_Data provided:_
↓

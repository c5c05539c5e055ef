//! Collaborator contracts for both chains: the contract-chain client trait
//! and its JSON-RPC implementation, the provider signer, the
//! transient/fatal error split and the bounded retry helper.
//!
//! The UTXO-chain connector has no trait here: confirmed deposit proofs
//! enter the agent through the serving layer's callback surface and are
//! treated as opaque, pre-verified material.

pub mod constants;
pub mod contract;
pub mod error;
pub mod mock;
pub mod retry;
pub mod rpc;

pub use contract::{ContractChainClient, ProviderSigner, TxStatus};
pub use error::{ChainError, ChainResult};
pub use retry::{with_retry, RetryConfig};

↑
↓

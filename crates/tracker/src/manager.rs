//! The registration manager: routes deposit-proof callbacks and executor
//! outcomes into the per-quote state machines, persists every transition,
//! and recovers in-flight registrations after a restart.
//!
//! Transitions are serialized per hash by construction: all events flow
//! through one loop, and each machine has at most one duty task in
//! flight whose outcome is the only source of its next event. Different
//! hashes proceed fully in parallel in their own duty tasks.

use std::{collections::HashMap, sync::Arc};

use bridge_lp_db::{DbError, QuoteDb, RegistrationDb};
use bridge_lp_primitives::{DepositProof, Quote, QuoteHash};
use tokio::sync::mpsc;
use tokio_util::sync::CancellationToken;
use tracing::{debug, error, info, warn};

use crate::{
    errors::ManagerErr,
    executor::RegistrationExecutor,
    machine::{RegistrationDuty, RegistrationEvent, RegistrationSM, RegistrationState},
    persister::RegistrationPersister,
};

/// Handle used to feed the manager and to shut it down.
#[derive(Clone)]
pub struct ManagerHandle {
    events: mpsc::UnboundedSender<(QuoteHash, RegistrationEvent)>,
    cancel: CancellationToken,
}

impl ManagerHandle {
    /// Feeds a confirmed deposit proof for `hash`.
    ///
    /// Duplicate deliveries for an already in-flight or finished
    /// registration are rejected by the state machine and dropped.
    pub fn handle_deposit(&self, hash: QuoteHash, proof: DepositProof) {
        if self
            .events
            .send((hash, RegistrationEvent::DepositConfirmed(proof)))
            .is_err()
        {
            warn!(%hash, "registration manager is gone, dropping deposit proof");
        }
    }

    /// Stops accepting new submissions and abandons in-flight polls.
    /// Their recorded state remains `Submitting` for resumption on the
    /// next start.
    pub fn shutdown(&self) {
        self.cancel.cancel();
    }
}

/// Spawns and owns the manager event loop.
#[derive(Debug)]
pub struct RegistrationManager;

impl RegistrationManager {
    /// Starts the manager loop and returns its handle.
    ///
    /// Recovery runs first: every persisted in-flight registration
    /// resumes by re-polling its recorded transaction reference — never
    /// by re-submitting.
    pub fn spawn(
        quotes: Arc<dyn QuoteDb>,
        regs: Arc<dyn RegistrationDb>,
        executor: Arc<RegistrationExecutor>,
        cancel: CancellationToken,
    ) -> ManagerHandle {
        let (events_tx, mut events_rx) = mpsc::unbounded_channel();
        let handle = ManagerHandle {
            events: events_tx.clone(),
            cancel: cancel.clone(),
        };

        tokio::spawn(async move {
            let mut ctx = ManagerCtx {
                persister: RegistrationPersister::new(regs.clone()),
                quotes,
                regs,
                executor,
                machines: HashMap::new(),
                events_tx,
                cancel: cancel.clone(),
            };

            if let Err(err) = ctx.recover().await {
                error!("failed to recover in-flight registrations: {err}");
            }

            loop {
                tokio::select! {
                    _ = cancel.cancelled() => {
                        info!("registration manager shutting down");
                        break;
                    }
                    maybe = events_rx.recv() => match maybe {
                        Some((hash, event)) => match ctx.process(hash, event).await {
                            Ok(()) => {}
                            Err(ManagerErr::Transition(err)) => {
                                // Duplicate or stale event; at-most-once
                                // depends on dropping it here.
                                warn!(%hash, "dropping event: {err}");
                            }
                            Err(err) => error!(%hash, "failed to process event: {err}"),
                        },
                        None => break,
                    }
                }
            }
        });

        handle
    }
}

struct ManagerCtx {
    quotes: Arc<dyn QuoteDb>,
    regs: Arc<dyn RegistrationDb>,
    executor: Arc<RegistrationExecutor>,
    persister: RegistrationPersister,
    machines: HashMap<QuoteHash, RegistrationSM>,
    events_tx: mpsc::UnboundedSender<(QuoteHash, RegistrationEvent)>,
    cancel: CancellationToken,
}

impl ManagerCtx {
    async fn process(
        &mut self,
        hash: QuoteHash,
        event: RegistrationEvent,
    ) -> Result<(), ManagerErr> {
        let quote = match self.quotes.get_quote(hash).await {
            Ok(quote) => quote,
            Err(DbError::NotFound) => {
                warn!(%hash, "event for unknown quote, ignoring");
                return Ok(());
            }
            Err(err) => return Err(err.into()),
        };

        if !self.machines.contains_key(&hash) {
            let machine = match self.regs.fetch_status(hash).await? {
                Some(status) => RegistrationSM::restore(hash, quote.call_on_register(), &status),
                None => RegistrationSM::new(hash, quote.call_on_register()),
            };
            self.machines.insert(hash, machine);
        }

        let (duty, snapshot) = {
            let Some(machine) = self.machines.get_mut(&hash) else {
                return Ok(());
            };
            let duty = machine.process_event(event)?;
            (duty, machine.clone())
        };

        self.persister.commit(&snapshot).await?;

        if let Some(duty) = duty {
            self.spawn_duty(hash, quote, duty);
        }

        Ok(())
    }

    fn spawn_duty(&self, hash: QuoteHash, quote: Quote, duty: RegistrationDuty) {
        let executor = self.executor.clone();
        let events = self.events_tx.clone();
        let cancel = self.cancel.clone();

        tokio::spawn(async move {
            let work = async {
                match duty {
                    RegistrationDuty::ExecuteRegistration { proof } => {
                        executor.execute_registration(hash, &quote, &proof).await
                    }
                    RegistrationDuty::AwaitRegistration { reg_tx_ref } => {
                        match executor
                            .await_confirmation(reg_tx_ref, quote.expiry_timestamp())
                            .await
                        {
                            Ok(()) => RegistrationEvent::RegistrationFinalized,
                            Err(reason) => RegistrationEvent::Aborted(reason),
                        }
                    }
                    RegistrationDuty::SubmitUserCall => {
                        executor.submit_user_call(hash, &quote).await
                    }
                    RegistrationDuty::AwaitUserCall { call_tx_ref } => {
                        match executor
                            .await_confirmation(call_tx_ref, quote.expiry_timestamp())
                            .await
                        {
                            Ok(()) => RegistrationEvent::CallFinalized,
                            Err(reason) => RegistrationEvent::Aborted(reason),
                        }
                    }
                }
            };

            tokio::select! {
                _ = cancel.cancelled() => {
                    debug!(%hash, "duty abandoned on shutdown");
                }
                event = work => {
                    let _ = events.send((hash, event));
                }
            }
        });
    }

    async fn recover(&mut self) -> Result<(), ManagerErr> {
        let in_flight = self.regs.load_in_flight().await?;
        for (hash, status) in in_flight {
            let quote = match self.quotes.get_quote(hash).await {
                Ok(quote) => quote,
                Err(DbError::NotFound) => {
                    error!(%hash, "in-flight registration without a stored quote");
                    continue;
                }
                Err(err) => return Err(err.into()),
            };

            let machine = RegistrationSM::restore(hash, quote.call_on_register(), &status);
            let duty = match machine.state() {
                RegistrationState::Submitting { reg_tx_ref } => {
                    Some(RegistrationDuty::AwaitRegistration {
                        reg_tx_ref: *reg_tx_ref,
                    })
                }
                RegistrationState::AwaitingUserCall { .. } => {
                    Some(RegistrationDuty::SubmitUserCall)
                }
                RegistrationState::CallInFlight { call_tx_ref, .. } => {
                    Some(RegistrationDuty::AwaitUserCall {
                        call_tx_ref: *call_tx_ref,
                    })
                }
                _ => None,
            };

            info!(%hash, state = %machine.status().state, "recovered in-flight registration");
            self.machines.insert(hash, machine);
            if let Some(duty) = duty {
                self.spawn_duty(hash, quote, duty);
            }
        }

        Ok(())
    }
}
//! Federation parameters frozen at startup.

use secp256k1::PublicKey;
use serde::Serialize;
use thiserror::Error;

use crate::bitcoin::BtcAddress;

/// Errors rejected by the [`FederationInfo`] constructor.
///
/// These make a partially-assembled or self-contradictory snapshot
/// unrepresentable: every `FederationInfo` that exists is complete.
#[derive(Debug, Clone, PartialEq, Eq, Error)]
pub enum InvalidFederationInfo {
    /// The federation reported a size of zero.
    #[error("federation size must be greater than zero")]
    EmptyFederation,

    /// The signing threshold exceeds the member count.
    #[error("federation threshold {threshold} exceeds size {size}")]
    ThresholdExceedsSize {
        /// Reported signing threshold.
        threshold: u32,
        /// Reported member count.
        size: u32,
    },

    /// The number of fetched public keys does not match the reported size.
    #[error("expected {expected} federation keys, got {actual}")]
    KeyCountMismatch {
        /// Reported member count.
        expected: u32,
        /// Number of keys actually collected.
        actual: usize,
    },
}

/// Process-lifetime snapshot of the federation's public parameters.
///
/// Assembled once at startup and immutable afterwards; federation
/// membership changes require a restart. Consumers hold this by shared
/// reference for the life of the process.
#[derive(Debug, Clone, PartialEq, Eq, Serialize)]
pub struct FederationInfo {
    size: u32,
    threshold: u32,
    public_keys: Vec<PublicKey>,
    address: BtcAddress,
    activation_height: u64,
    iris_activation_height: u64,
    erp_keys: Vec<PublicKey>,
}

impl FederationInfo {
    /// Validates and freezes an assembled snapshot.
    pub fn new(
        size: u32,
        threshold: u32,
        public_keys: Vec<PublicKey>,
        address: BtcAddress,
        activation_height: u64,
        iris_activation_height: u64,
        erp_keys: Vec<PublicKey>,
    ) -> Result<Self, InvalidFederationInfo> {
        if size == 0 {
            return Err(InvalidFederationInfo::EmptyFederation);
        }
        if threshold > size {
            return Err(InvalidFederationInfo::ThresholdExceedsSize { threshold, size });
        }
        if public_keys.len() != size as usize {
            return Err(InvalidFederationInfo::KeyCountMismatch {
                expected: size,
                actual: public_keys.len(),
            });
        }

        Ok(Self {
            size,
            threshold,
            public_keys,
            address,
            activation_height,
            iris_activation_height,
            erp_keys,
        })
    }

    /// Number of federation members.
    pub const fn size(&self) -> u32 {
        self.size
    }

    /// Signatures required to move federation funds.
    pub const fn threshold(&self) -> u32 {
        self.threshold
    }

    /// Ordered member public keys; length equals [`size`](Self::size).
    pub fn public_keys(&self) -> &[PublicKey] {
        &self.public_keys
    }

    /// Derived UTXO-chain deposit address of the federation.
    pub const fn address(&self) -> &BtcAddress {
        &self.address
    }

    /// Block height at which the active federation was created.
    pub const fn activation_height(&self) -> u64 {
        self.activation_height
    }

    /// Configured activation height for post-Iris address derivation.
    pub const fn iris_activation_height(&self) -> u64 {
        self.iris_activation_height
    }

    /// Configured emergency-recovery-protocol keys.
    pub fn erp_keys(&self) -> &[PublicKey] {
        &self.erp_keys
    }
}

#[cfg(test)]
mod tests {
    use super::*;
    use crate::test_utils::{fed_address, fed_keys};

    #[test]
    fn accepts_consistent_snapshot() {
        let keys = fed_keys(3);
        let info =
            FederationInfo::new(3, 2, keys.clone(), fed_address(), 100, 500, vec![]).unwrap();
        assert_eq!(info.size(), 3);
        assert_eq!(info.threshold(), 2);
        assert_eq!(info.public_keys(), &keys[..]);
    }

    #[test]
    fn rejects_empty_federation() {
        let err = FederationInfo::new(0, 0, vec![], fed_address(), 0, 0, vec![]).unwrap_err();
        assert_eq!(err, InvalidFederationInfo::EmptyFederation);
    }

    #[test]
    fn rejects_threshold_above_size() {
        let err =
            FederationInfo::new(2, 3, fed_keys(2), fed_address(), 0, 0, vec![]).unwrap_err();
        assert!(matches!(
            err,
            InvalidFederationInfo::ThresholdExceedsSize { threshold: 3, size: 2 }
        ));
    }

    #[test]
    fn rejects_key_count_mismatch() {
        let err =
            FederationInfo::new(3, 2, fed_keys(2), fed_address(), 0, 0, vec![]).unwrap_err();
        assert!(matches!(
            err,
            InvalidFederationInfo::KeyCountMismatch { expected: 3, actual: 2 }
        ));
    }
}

↑

Copy down every line of the entries containing the word "PublicKey".

use secp256k1::PublicKey;
    public_keys: Vec<PublicKey>,
    erp_keys: Vec<PublicKey>,
        public_keys: Vec<PublicKey>,
        erp_keys: Vec<PublicKey>,
    pub fn public_keys(&self) -> &[PublicKey] {
    pub fn erp_keys(&self) -> &[PublicKey] {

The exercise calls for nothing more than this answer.